Командующий войсками, вся главная квартира, начальник отряда, штабы и весь обоз расположились в той обширной лощине, из которой мы поднялись на возвышенность, указанную генералом Головачевым, т. е. почти у самого подъёма к переднему фасу. Я, подполковник барон Каульбарс и сотник барон Штакельберг расположились все вместе на самой возвышенности, в некотором расстоянии позади 1-й стрелковой роты, и так как вечер был очень тёплый, то мы ночевали под открытым небом.

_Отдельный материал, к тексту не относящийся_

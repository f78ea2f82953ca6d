//! Multipart parsing and validation.
//!
//! The whole form is buffered in memory before any processing starts: either
//! every part passes validation or the request is rejected and all buffers
//! drop. File sizes are checked while streaming chunks so an oversized body
//! is aborted without being read to the end.

use std::collections::HashMap;

use axum::extract::Multipart;
use showroom_core::{messages, AppError};
use showroom_processing::UploadRules;

/// One file part, fully buffered and validated.
#[derive(Clone, Debug)]
pub struct UploadedFile {
    pub field_name: String,
    pub original_name: String,
    pub content_type: String,
    pub data: Vec<u8>,
}

/// A parsed multipart form: file parts plus plain text fields.
#[derive(Debug, Default)]
pub struct MultipartForm {
    pub files: Vec<UploadedFile>,
    pub fields: HashMap<String, String>,
}

impl MultipartForm {
    /// Take ownership of the files under a field, preserving order.
    pub fn take_files(&mut self, field_name: &str) -> Vec<UploadedFile> {
        let (matched, rest): (Vec<_>, Vec<_>) = std::mem::take(&mut self.files)
            .into_iter()
            .partition(|f| f.field_name == field_name);
        self.files = rest;
        matched
    }

    /// Deserialize the text fields into a typed payload. Each value is first
    /// parsed as JSON (so numbers, booleans and `{en,ar}` objects work) and
    /// falls back to a plain string.
    pub fn parse_fields<T: serde::de::DeserializeOwned>(&self) -> Result<T, AppError> {
        let mut map = serde_json::Map::new();
        for (key, value) in &self.fields {
            let parsed = serde_json::from_str::<serde_json::Value>(value)
                .unwrap_or_else(|_| serde_json::Value::String(value.clone()));
            map.insert(key.clone(), parsed);
        }
        serde_json::from_value(serde_json::Value::Object(map))
            .map_err(|e| {
                tracing::debug!(error = %e, "Form field deserialization failed");
                AppError::Validation(messages::invalid_input())
            })
    }
}

/// Buffer and validate an entire multipart request.
///
/// Per-file checks (content type, streamed size cap, non-empty) come from
/// `rules`; the per-field count cap is enforced after parsing. Any failure
/// rejects the whole request.
pub async fn collect_multipart(
    mut multipart: Multipart,
    rules: &UploadRules,
) -> Result<MultipartForm, AppError> {
    let mut form = MultipartForm::default();
    let mut field_counts: HashMap<String, usize> = HashMap::new();

    while let Some(mut field) = multipart
        .next_field()
        .await
        .map_err(|e| {
            tracing::debug!(error = %e, "Multipart read failed");
            AppError::Validation(messages::invalid_input())
        })?
    {
        let field_name = field.name().unwrap_or_default().to_string();

        match field.file_name().map(str::to_string) {
            Some(original_name) => {
                let content_type = field
                    .content_type()
                    .unwrap_or("application/octet-stream")
                    .to_string();
                rules.check_content_type(&content_type)?;

                // Stream chunks so an oversized upload aborts early.
                let mut data = Vec::new();
                while let Some(chunk) = field.chunk().await.map_err(|e| {
                    tracing::debug!(error = %e, "Multipart chunk read failed");
                    AppError::Validation(messages::invalid_input())
                })?
                {
                    data.extend_from_slice(&chunk);
                    rules.check_size(data.len())?;
                }
                rules.check_file(&content_type, data.len())?;

                let count = field_counts.entry(field_name.clone()).or_insert(0);
                *count += 1;
                rules.check_file_count(*count)?;

                form.files.push(UploadedFile {
                    field_name,
                    original_name,
                    content_type,
                    data,
                });
            }
            None => {
                let value = field.text().await.map_err(|e| {
                    tracing::debug!(error = %e, "Multipart field read failed");
                    AppError::Validation(messages::invalid_input())
                })?;
                form.fields.insert(field_name, value);
            }
        }
    }

    Ok(form)
}

#[cfg(test)]
mod tests {
    use super::*;
    use serde::Deserialize;

    fn form_with_fields(pairs: &[(&str, &str)]) -> MultipartForm {
        MultipartForm {
            files: Vec::new(),
            fields: pairs
                .iter()
                .map(|(k, v)| (k.to_string(), v.to_string()))
                .collect(),
        }
    }

    #[derive(Deserialize)]
    #[serde(rename_all = "camelCase")]
    struct Payload {
        name: showroom_core::models::Localized,
        year: i32,
        warranty: bool,
        stock_number: String,
    }

    #[test]
    fn parse_fields_handles_json_and_plain_strings() {
        let form = form_with_fields(&[
            ("name", r#"{"en":"Corolla","ar":"كورولا"}"#),
            ("year", "2024"),
            ("warranty", "true"),
            ("stockNumber", "EM-1001"),
        ]);
        let payload: Payload = form.parse_fields().unwrap();
        assert_eq!(payload.name.en, "Corolla");
        assert_eq!(payload.year, 2024);
        assert!(payload.warranty);
        assert_eq!(payload.stock_number, "EM-1001");
    }

    #[test]
    fn parse_fields_rejects_missing_required() {
        let form = form_with_fields(&[("year", "2024")]);
        let result: Result<Payload, _> = form.parse_fields();
        assert!(result.is_err());
    }

    #[test]
    fn take_files_preserves_order_and_removes() {
        let mut form = MultipartForm::default();
        for name in ["a.jpg", "b.jpg"] {
            form.files.push(UploadedFile {
                field_name: "images".into(),
                original_name: name.to_string(),
                content_type: "image/jpeg".into(),
                data: vec![0],
            });
        }
        form.files.push(UploadedFile {
            field_name: "other".into(),
            original_name: "c.jpg".into(),
            content_type: "image/jpeg".into(),
            data: vec![0],
        });

        let taken = form.take_files("images");
        assert_eq!(taken.len(), 2);
        assert_eq!(taken[0].original_name, "a.jpg");
        assert_eq!(taken[1].original_name, "b.jpg");
        assert_eq!(form.files.len(), 1);
    }
}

Как только успели установить войска в каре, и выставить перед каждым фасом пикеты, неприятель открыл по последним ружейный огонь. Наши отвечали, конечно, с большим успехом, чем их противник, так как убивали у него и лошадей, и всадников; при каждом таком случае, перестрелка умолкала, потом вновь возобновлялась и хотя изредка, но продолжалась, с самого вечера, почти во всю ночь.

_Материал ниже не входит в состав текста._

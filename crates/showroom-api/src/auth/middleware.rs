use std::sync::Arc;

use axum::{
    extract::{Request, State},
    http::header::AUTHORIZATION,
    middleware::Next,
    response::Response,
};
use showroom_core::{messages, AppError};
use showroom_core::models::Admin;

use crate::error::HttpAppError;
use crate::state::AppState;

/// The authenticated admin for the current request, inserted as a request
/// extension by [`auth_middleware`].
#[derive(Clone, Debug)]
pub struct CurrentAdmin(pub Admin);

/// Protects mutating routes: extracts the bearer token, verifies it, and
/// loads the admin it names. A token whose admin no longer exists is treated
/// the same as an invalid token.
pub async fn auth_middleware(
    State(state): State<Arc<AppState>>,
    mut request: Request,
    next: Next,
) -> Result<Response, HttpAppError> {
    let token = bearer_token(&request)
        .ok_or(AppError::Unauthorized(messages::no_auth_token()))?
        .to_string();

    let claims = super::jwt::decode_token(&state.config, &token)?;

    let admin = state
        .repos
        .admins
        .get(claims.sub)
        .await?
        .ok_or(AppError::Unauthorized(messages::invalid_token()))?;

    request.extensions_mut().insert(CurrentAdmin(admin));
    Ok(next.run(request).await)
}

fn bearer_token(request: &Request) -> Option<&str> {
    request
        .headers()
        .get(AUTHORIZATION)
        .and_then(|v| v.to_str().ok())
        .and_then(|v| v.strip_prefix("Bearer "))
        .map(str::trim)
        .filter(|t| !t.is_empty())
}

#[cfg(test)]
mod tests {
    use super::*;
    use axum::body::Body;

    fn request_with_auth(value: Option<&str>) -> Request {
        let mut builder = Request::builder().uri("/api/cars");
        if let Some(v) = value {
            builder = builder.header(AUTHORIZATION, v);
        }
        builder.body(Body::empty()).unwrap()
    }

    #[test]
    fn extracts_bearer_token() {
        let req = request_with_auth(Some("Bearer abc.def.ghi"));
        assert_eq!(bearer_token(&req), Some("abc.def.ghi"));
    }

    #[test]
    fn missing_header_yields_none() {
        assert_eq!(bearer_token(&request_with_auth(None)), None);
    }

    #[test]
    fn non_bearer_scheme_yields_none() {
        let req = request_with_auth(Some("Basic dXNlcjpwYXNz"));
        assert_eq!(bearer_token(&req), None);
    }

    #[test]
    fn empty_token_yields_none() {
        let req = request_with_auth(Some("Bearer "));
        assert_eq!(bearer_token(&req), None);
    }
}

При наступлении вечерней зори, когда было ещё довольно светло, начальник отряда просил позволения командующего войсками с зоревой пушкой послать неприятелю гостинец, но генерал-адютант фон-Кауфман не разрешил этого, и выстрел был сделан холостым зарядом. Туркмены, слыша сильный удар из орудий, обращённый в их сторону, но не чувствуя никакого вреда от него, полагали, вероятно, что и наши выстрелы столь же неудачны, как и их; нам показалось, что они ещё более приободрились после того, так как не переставали попаливать во всю ночь, думая этим пугать нас.

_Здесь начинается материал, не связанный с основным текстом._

//! Seasonal offer endpoints. Offers carry a `show` flag; the public list
//! only returns visible offers unless `?all=true` is passed by the admin
//! panel (the flag controls display, not access).

use std::sync::Arc;

use axum::extract::{Multipart, Path, Query, State};
use axum::response::Response;
use serde::Deserialize;
use showroom_core::models::{Localized, Pagination, SeasonalOfferDraft};
use showroom_core::AppError;
use uuid::Uuid;

use crate::error::HttpAppError;
use crate::response;
use crate::services::upload::{best_effort_delete, collect_multipart, store_single_image};
use crate::state::AppState;

const STORAGE_FOLDER: &str = "offers";

#[derive(Debug, Deserialize)]
struct OfferForm {
    title: Localized,
    details: Localized,
    show: Option<bool>,
}

impl OfferForm {
    fn into_draft(self) -> SeasonalOfferDraft {
        SeasonalOfferDraft {
            title: self.title,
            details: self.details,
            show: self.show.unwrap_or(true),
        }
    }
}

#[derive(Debug, Default, Deserialize)]
pub struct OfferListQuery {
    #[serde(default)]
    pub all: bool,
}

pub async fn list_offers(
    State(state): State<Arc<AppState>>,
    Query(query): Query<OfferListQuery>,
    Query(pagination): Query<Pagination>,
) -> Result<Response, HttpAppError> {
    let pagination = pagination.normalized();
    let (items, total) = state.repos.offers.list(!query.all, pagination).await?;
    Ok(response::list(items, total, &pagination))
}

pub async fn get_offer(
    State(state): State<Arc<AppState>>,
    Path(id): Path<Uuid>,
) -> Result<Response, HttpAppError> {
    let item = state
        .repos
        .offers
        .get(id)
        .await?
        .ok_or_else(|| AppError::not_found_with_id(&id.to_string()))?;
    Ok(response::ok(item))
}

pub async fn create_offer(
    State(state): State<Arc<AppState>>,
    multipart: Multipart,
) -> Result<Response, HttpAppError> {
    let mut form = collect_multipart(multipart, &state.single_image_rules()).await?;
    let draft = form.parse_fields::<OfferForm>()?.into_draft();

    let image =
        store_single_image(&state.normalizer, &state.storage, STORAGE_FOLDER, &mut form, "image")
            .await?;

    match state.repos.offers.create(&draft, image.as_deref()).await {
        Ok(item) => Ok(response::created(item)),
        Err(e) => {
            if let Some(url) = image {
                best_effort_delete(&state.storage, &[url]).await;
            }
            Err(e.into())
        }
    }
}

pub async fn update_offer(
    State(state): State<Arc<AppState>>,
    Path(id): Path<Uuid>,
    multipart: Multipart,
) -> Result<Response, HttpAppError> {
    let mut form = collect_multipart(multipart, &state.single_image_rules()).await?;
    let draft = form.parse_fields::<OfferForm>()?.into_draft();

    let mut item = state.repos.offers.update(id, &draft).await?;

    if let Some(url) =
        store_single_image(&state.normalizer, &state.storage, STORAGE_FOLDER, &mut form, "image")
            .await?
    {
        match state.repos.offers.set_image(id, &url).await {
            Ok(old) => {
                if let Some(old_url) = old {
                    best_effort_delete(&state.storage, &[old_url]).await;
                }
                item.image = Some(url);
            }
            Err(e) => {
                best_effort_delete(&state.storage, &[url]).await;
                return Err(e.into());
            }
        }
    }

    Ok(response::ok(item))
}

pub async fn delete_offer(
    State(state): State<Arc<AppState>>,
    Path(id): Path<Uuid>,
) -> Result<Response, HttpAppError> {
    let image = state
        .repos
        .offers
        .delete(id)
        .await?
        .ok_or_else(|| AppError::not_found_with_id(&id.to_string()))?;

    if let Some(url) = image {
        best_effort_delete(&state.storage, &[url]).await;
    }
    Ok(response::deleted())
}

Я стал было уже засыпать, как внезапный свист пули над головой заставил меня проснуться; полагая, что неприятель, быть может, приблизился к нам, я встал и подошёл к 1-й роте стрелков и к орудию. Но, кроме часовых, всё лежало, и на мой вопрос артилерийский часовой отвечал: «дурят, ваше высокоблагородие, собаки». Через несколько времени я вторично услыхал такой же свист, но уже лень было встать; я только [41] прислушался, не встали ли наши, а потом заснул и проснулся только тогда, когда ударили подъём.